# Goal of the exercise
All the data should come back exactly as it was given.

# Supplied entries
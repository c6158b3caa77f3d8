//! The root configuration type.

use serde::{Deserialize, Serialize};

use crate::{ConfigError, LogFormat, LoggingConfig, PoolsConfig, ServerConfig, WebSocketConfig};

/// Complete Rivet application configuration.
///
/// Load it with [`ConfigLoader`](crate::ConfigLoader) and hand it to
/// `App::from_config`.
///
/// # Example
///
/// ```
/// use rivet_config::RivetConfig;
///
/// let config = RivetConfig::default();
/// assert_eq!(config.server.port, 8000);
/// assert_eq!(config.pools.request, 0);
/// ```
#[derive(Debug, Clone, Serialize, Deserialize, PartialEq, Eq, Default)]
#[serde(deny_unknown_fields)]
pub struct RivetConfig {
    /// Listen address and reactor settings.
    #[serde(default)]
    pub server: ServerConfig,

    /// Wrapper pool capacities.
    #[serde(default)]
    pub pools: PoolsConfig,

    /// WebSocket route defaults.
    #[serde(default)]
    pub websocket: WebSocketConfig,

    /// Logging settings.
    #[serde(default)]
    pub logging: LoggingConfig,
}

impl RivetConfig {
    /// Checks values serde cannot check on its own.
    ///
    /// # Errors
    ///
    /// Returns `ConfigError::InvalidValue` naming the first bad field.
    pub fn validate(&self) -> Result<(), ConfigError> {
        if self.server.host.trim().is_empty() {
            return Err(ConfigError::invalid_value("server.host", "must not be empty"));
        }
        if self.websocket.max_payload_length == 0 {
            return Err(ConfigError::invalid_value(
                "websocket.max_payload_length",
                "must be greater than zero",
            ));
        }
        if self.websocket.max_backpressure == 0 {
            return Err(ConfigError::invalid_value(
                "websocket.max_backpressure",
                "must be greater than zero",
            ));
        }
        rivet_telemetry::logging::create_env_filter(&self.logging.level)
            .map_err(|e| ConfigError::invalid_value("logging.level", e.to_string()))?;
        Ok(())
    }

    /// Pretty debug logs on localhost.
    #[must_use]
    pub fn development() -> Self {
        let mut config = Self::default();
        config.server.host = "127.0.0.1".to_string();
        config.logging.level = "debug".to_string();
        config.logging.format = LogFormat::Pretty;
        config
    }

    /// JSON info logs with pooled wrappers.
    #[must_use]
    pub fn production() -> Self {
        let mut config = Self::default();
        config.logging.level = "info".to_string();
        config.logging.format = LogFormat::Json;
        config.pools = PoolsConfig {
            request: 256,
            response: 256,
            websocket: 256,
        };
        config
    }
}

# Task solution
repository c6158b3caa77f3d8
//! The root configuration type.

use serde::{Deserialize, Serialize};

use crate::{ConfigError, LogFormat, LoggingConfig, PoolsConfig, ServerConfig, WebSocketConfig};

/// Complete Rivet application configuration.
///
/// Load it with [`ConfigLoader`](crate::ConfigLoader) and hand it to
/// `App::from_config`.
///
/// # Example
///
/// ```
/// use rivet_config::RivetConfig;
///
/// let config = RivetConfig::default();
/// assert_eq!(config.server.port, 8000);
/// assert_eq!(config.pools.request, 0);
/// ```
#[derive(Debug, Clone, Serialize, Deserialize, PartialEq, Eq, Default)]
#[serde(deny_unknown_fields)]
pub struct RivetConfig {
    /// Listen address and reactor settings.
    #[serde(default)]
    pub server: ServerConfig,

    /// Wrapper pool capacities.
    #[serde(default)]
    pub pools: PoolsConfig,

    /// WebSocket route defaults.
    #[serde(default)]
    pub websocket: WebSocketConfig,

    /// Logging settings.
    #[serde(default)]
    pub logging: LoggingConfig,
}

impl RivetConfig {
    /// Checks values serde cannot check on its own.
    ///
    /// # Errors
    ///
    /// Returns `ConfigError::InvalidValue` naming the first bad field.
    pub fn validate(&self) -> Result<(), ConfigError> {
        if self.server.host.trim().is_empty() {
            return Err(ConfigError::invalid_value("server.host", "must not be empty"));
        }
        if self.websocket.max_payload_length == 0 {
            return Err(ConfigError::invalid_value(
                "websocket.max_payload_length",
                "must be greater than zero",
            ));
        }
        if self.websocket.max_backpressure == 0 {
            return Err(ConfigError::invalid_value(
                "websocket.max_backpressure",
                "must be greater than zero",
            ));
        }
        rivet_telemetry::logging::create_env_filter(&self.logging.level)
            .map_err(|e| ConfigError::invalid_value("logging.level", e.to_string()))?;
        Ok(())
    }

    /// Pretty debug logs on localhost.
    #[must_use]
    pub fn development() -> Self {
        let mut config = Self::default();
        config.server.host = "127.0.0.1".to_string();
        config.logging.level = "debug".to_string();
        config.logging.format = LogFormat::Pretty;
        config
    }

    /// JSON info logs with pooled wrappers.
    #[must_use]
    pub fn production() -> Self {
        let mut config = Self::default();
        config.logging.level = "info".to_string();
        config.logging.format = LogFormat::Json;
        config.pools = PoolsConfig {
            request: 256,
            response: 256,
            websocket: 256,
        };
        config
    }
}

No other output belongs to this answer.